**What is required:** Look through the material below and copy every line containing the word "UserPointsRecord".

**Supplied material:**
=== Section Start ===
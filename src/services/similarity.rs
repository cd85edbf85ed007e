// SPDX-License-Identifier: MIT
// Copyright 2026 Roland Dreier <roland@rolandd.dev>

//! Cultural similarity scoring and match ranking.
//!
//! Pure functions over [`CulturalProfile`]s; no I/O. All string comparisons
//! are case-insensitive and shared lists keep the first profile's spelling.

use crate::models::profile::same_text;
use crate::models::{CulturalProfile, MatchResult};
use std::cmp::Ordering;

/// Weights of the similarity components. They sum to 1.
#[derive(Debug, Clone, Copy, PartialEq)]
pub struct SimilarityWeights {
    pub language: f64,
    pub interest: f64,
    pub location: f64,
    pub cultural: f64,
}

/// The one weighting used for every similarity score.
pub const WEIGHTS: SimilarityWeights = SimilarityWeights {
    language: 0.3,
    interest: 0.4,
    location: 0.2,
    cultural: 0.1,
};

/// Default number of matches returned.
pub const DEFAULT_MAX_RESULTS: usize = 10;

/// Ranking options for a match search.
#[derive(Debug, Clone, Copy, PartialEq)]
pub struct RankOptions {
    pub max_results: usize,
    /// Rank by `similarity + 0.5 * bridge potential` instead of similarity alone
    pub prioritize_cross_cultural: bool,
}

impl Default for RankOptions {
    fn default() -> Self {
        Self {
            max_results: DEFAULT_MAX_RESULTS,
            prioritize_cross_cultural: true,
        }
    }
}

fn contains_ignore_case(list: &[String], value: &str) -> bool {
    list.iter().any(|v| same_text(v, value))
}

/// Distinct entries of `a` that also appear in `b`.
fn shared(a: &[String], b: &[String]) -> Vec<String> {
    let mut out: Vec<String> = Vec::new();
    for v in a {
        if contains_ignore_case(b, v) && !contains_ignore_case(&out, v) {
            out.push(v.clone());
        }
    }
    out
}

/// `|shared| / max(|a|, |b|)`, or 0 with nothing shared.
fn overlap_score(shared: usize, a: usize, b: usize) -> f64 {
    if shared == 0 {
        return 0.0;
    }
    shared as f64 / a.max(b) as f64
}

/// Compare two profiles.
///
/// The bridge potential branches are checked in order: disjoint cultural
/// backgrounds with a shared interest, then more than one shared language.
pub fn similarity(a: &CulturalProfile, b: &CulturalProfile) -> MatchResult {
    let shared_languages = shared(&a.languages, &b.languages);
    let shared_interests = shared(&a.interests, &b.interests);
    let shared_locations = shared(&a.location_preferences, &b.location_preferences);

    let language_score = overlap_score(shared_languages.len(), a.languages.len(), b.languages.len());
    let interest_score = overlap_score(shared_interests.len(), a.interests.len(), b.interests.len());
    let location_score = overlap_score(
        shared_locations.len(),
        a.location_preferences.len(),
        b.location_preferences.len(),
    );

    let different_cultures = !a
        .cultural_background
        .iter()
        .any(|bg| b.cultural_background.contains(bg));

    let cultural_bridge_potential = if different_cultures && !shared_interests.is_empty() {
        (shared_interests.len() as f64 * 0.3 + shared_languages.len() as f64 * 0.2).min(1.0)
    } else if shared_languages.len() > 1 {
        0.7
    } else {
        0.0
    };

    let similarity_score = language_score * WEIGHTS.language
        + interest_score * WEIGHTS.interest
        + location_score * WEIGHTS.location
        + cultural_bridge_potential * WEIGHTS.cultural;

    let recommendation_reason = recommendation_reason(
        &shared_languages,
        &shared_interests,
        &shared_locations,
        different_cultures,
    );

    MatchResult {
        user_id1: a.user_id.clone(),
        user_id2: b.user_id.clone(),
        similarity_score,
        shared_languages,
        shared_interests,
        cultural_bridge_potential,
        recommendation_reason,
    }
}

fn first_three(items: &[String]) -> String {
    items.iter().take(3).cloned().collect::<Vec<_>>().join(", ")
}

fn recommendation_reason(
    shared_languages: &[String],
    shared_interests: &[String],
    shared_locations: &[String],
    different_cultures: bool,
) -> String {
    if !shared_interests.is_empty() && different_cultures {
        format!(
            "Despite different cultural backgrounds, you share interests in {}. \
             This is a great opportunity for cross-cultural collaboration!",
            first_three(shared_interests)
        )
    } else if shared_languages.len() > 1 {
        format!(
            "You both speak {}, making communication easy and creating opportunities \
             to bridge communities.",
            shared_languages.join(" and ")
        )
    } else if shared_interests.len() > 2 {
        format!(
            "You share strong interests in {}, suggesting great collaboration potential.",
            first_three(shared_interests)
        )
    } else if let Some(location) = shared_locations.first() {
        format!(
            "You both engage in events at {}, making it easy to connect in person.",
            location
        )
    } else {
        "Complementary skills and backgrounds could lead to unique partnerships.".to_string()
    }
}

/// Score every candidate against `target` and keep the best `max_results`.
///
/// Candidates with the target's own user id are skipped. Ties keep the
/// candidates' original order.
pub fn rank_matches(
    target: &CulturalProfile,
    candidates: &[CulturalProfile],
    options: RankOptions,
) -> Vec<MatchResult> {
    let mut matches: Vec<MatchResult> = candidates
        .iter()
        .filter(|c| c.user_id != target.user_id)
        .map(|c| similarity(target, c))
        .collect();

    sort_matches(&mut matches, options.prioritize_cross_cultural);
    matches.truncate(options.max_results);
    matches
}

/// Sort descending by the ranking score.
pub fn sort_matches(matches: &mut [MatchResult], prioritize_cross_cultural: bool) {
    let key = |m: &MatchResult| {
        if prioritize_cross_cultural {
            m.cross_cultural_score()
        } else {
            m.similarity_score
        }
    };
    matches.sort_by(|a, b| key(b).partial_cmp(&key(a)).unwrap_or(Ordering::Equal));
}

#[cfg(test)]
mod tests {
    use super::*;
    use crate::models::profile::infer_cultural_background;

    fn profile(id: &str, languages: &[&str], interests: &[&str], locations: &[&str]) -> CulturalProfile {
        let languages: Vec<String> = languages.iter().map(|s| s.to_string()).collect();
        CulturalProfile {
            user_id: id.to_string(),
            cultural_background: infer_cultural_background(&languages),
            languages,
            interests: interests.iter().map(|s| s.to_string()).collect(),
            location_preferences: locations.iter().map(|s| s.to_string()).collect(),
            participation_history: vec![],
        }
    }

    fn approx(a: f64, b: f64) -> bool {
        (a - b).abs() < 1e-9
    }

    #[test]
    fn test_cross_cultural_scenario() {
        let a = profile("a", &["English", "Spanish"], &["music", "food"], &[]);
        let b = profile("b", &["English", "Arabic"], &["food", "sports"], &[]);

        let result = similarity(&a, &b);
        assert_eq!(result.shared_languages, vec!["English"]);
        assert_eq!(result.shared_interests, vec!["food"]);
        assert!(approx(result.cultural_bridge_potential, 0.5));
        assert!(approx(result.similarity_score, 0.4));
        assert!(result
            .recommendation_reason
            .starts_with("Despite different cultural backgrounds"));
    }

    #[test]
    fn test_bilingual_bridge_when_cultures_overlap() {
        let a = profile("a", &["English", "Spanish"], &["music"], &[]);
        let b = profile("b", &["spanish", "english", "French"], &["art"], &[]);

        let result = similarity(&a, &b);
        assert_eq!(result.shared_languages, vec!["English", "Spanish"]);
        assert!(approx(result.cultural_bridge_potential, 0.7));
        assert_eq!(
            result.recommendation_reason,
            "You both speak English and Spanish, making communication easy and creating \
             opportunities to bridge communities."
        );
        // 0.3 * 2/3 + 0.1 * 0.7
        assert!(approx(result.similarity_score, 0.27));
    }

    #[test]
    fn test_bridge_potential_is_capped() {
        let a = profile("a", &["Hindi", "English"], &["food", "music", "art", "sports"], &[]);
        let b = profile("b", &["Polish", "English"], &["food", "music", "art", "sports"], &[]);

        let result = similarity(&a, &b);
        assert!(approx(result.cultural_bridge_potential, 1.0));
    }

    #[test]
    fn test_shared_interest_reason() {
        // Same background, one shared language, three shared interests
        let a = profile("a", &["Spanish"], &["food", "music", "art", "health"], &[]);
        let b = profile("b", &["Spanish"], &["art", "music", "food"], &[]);

        let result = similarity(&a, &b);
        assert!(approx(result.cultural_bridge_potential, 0.0));
        assert_eq!(
            result.recommendation_reason,
            "You share strong interests in food, music, art, suggesting great collaboration potential."
        );
    }

    #[test]
    fn test_location_and_fallback_reasons() {
        let a = profile("a", &["English"], &[], &["Aston", "Digbeth"]);
        let b = profile("b", &["English"], &[], &["digbeth"]);
        let result = similarity(&a, &b);
        assert_eq!(
            result.recommendation_reason,
            "You both engage in events at Digbeth, making it easy to connect in person."
        );
        // 0.3 * 1 + 0.2 * 1/2
        assert!(approx(result.similarity_score, 0.4));

        let c = profile("c", &["Korean"], &[], &[]);
        let result = similarity(&a, &c);
        assert_eq!(
            result.recommendation_reason,
            "Complementary skills and backgrounds could lead to unique partnerships."
        );
        assert!(approx(result.similarity_score, 0.0));
    }

    #[test]
    fn test_empty_profiles_score_zero() {
        let a = profile("a", &[], &[], &[]);
        let b = profile("b", &[], &[], &[]);
        let result = similarity(&a, &b);
        assert!(approx(result.similarity_score, 0.0));
        assert!(result.similarity_score.is_finite());
    }

    #[test]
    fn test_sort_prioritizes_bridge_potential() {
        let make = |id: &str, score: f64, bridge: f64| MatchResult {
            user_id1: "t".to_string(),
            user_id2: id.to_string(),
            similarity_score: score,
            shared_languages: vec![],
            shared_interests: vec![],
            cultural_bridge_potential: bridge,
            recommendation_reason: String::new(),
        };

        let mut matches = vec![make("x", 0.8, 0.0), make("y", 0.6, 0.5), make("z", 0.9, 0.0)];
        sort_matches(&mut matches, true);
        let order: Vec<&str> = matches.iter().map(|m| m.user_id2.as_str()).collect();
        assert_eq!(order, vec!["z", "y", "x"]);

        sort_matches(&mut matches, false);
        let order: Vec<&str> = matches.iter().map(|m| m.user_id2.as_str()).collect();
        assert_eq!(order, vec!["z", "x", "y"]);
    }

    #[test]
    fn test_rank_skips_self_and_truncates() {
        let target = profile("t", &["English"], &["food"], &[]);
        let candidates = vec![
            profile("t", &["English"], &["food"], &[]),
            profile("a", &["English"], &["food"], &[]),
            profile("b", &["English"], &[], &[]),
            profile("c", &["Arabic"], &[], &[]),
        ];

        let ranked = rank_matches(
            &target,
            &candidates,
            RankOptions {
                max_results: 2,
                prioritize_cross_cultural: false,
            },
        );
        let ids: Vec<&str> = ranked.iter().map(|m| m.user_id2.as_str()).collect();
        assert_eq!(ids, vec!["a", "b"]);
    }

    #[test]
    fn test_non_ascii_case_variants_count_once() {
        let built = CulturalProfile::build(&crate::models::VolunteerProfile {
            user_id: "a".to_string(),
            name: String::new(),
            languages: vec!["Español".to_string(), "ESPAÑOL".to_string()],
            declared_interests: vec![],
            participation: vec![],
        });
        let b = profile("b", &["español"], &[], &[]);

        let result = similarity(&built, &b);
        assert_eq!(result.shared_languages, vec!["Español"]);
        assert!(approx(result.cultural_bridge_potential, 0.0));
        assert!(!result.recommendation_reason.contains("ESPAÑOL"));

        // Duplicates in a hand-built profile are not double counted either
        let a = profile("a", &["Español", "ESPAÑOL"], &[], &[]);
        let result = similarity(&a, &b);
        assert_eq!(result.shared_languages, vec!["Español"]);
        assert!(approx(result.cultural_bridge_potential, 0.0));
    }
}
// SPDX-License-Identifier: MIT
// Copyright 2026 Roland Dreier <roland@rolandd.dev>

//! In-memory store for tests and local runs.

use crate::db::{check_version, PointsStore, StoreError};
use crate::models::{Event, PointsAnalytics, UserPointsRecord, VolunteerProfile};
use async_trait::async_trait;
use dashmap::mapref::entry::Entry;
use dashmap::DashMap;
use std::sync::{Arc, RwLock};

#[derive(Clone, Default)]
pub struct MemoryStore {
    records: Arc<DashMap<String, UserPointsRecord>>,
    profiles: Arc<DashMap<String, VolunteerProfile>>,
    events: Arc<DashMap<String, Event>>,
    analytics: Arc<RwLock<PointsAnalytics>>,
}

impl MemoryStore {
    pub fn new() -> Self {
        Self::default()
    }
}

#[async_trait]
impl PointsStore for MemoryStore {
    async fn get(&self, user_id: &str) -> Result<Option<UserPointsRecord>, StoreError> {
        Ok(self.records.get(user_id).map(|r| r.clone()))
    }

    async fn put(&self, record: &UserPointsRecord) -> Result<(), StoreError> {
        // The entry guard holds the shard lock across check and write
        let entry = self.records.entry(record.user_id.clone());
        let stored_version = match &entry {
            Entry::Occupied(e) => Some(e.get().version),
            Entry::Vacant(_) => None,
        };
        check_version(record, stored_version)?;
        entry.insert(record.clone());
        Ok(())
    }

    async fn get_all(&self) -> Result<Vec<UserPointsRecord>, StoreError> {
        Ok(self.records.iter().map(|r| r.value().clone()).collect())
    }

    async fn delete(&self, user_id: &str) -> Result<bool, StoreError> {
        Ok(self.records.remove(user_id).is_some())
    }

    async fn get_analytics(&self) -> Result<PointsAnalytics, StoreError> {
        self.analytics
            .read()
            .map(|a| a.clone())
            .map_err(|_| StoreError::Backend("analytics lock poisoned".to_string()))
    }

    async fn put_analytics(&self, analytics: &PointsAnalytics) -> Result<(), StoreError> {
        let mut guard = self
            .analytics
            .write()
            .map_err(|_| StoreError::Backend("analytics lock poisoned".to_string()))?;
        *guard = analytics.clone();
        Ok(())
    }

    async fn get_profile(&self, user_id: &str) -> Result<Option<VolunteerProfile>, StoreError> {
        Ok(self.profiles.get(user_id).map(|p| p.clone()))
    }

    async fn put_profile(&self, profile: &VolunteerProfile) -> Result<(), StoreError> {
        self.profiles
            .insert(profile.user_id.clone(), profile.clone());
        Ok(())
    }

    async fn list_profiles(&self) -> Result<Vec<VolunteerProfile>, StoreError> {
        let mut profiles: Vec<VolunteerProfile> =
            self.profiles.iter().map(|p| p.value().clone()).collect();
        profiles.sort_by(|a, b| a.user_id.cmp(&b.user_id));
        Ok(profiles)
    }

    async fn put_event(&self, event: &Event) -> Result<(), StoreError> {
        self.events.insert(event.event_id.clone(), event.clone());
        Ok(())
    }

    async fn get_event(&self, event_id: &str) -> Result<Option<Event>, StoreError> {
        Ok(self.events.get(event_id).map(|e| e.clone()))
    }

    async fn list_events(&self) -> Result<Vec<Event>, StoreError> {
        let mut events: Vec<Event> = self.events.iter().map(|e| e.value().clone()).collect();
        events.sort_by(|a, b| a.date.cmp(&b.date).then_with(|| a.event_id.cmp(&b.event_id)));
        Ok(events)
    }
}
=== Section End ===
**Answer for this exercise:**
use crate::models::{Event, PointsAnalytics, UserPointsRecord, VolunteerProfile};
    records: Arc<DashMap<String, UserPointsRecord>>,
    async fn get(&self, user_id: &str) -> Result<Option<UserPointsRecord>, StoreError> {
    async fn put(&self, record: &UserPointsRecord) -> Result<(), StoreError> {
    async fn get_all(&self) -> Result<Vec<UserPointsRecord>, StoreError> {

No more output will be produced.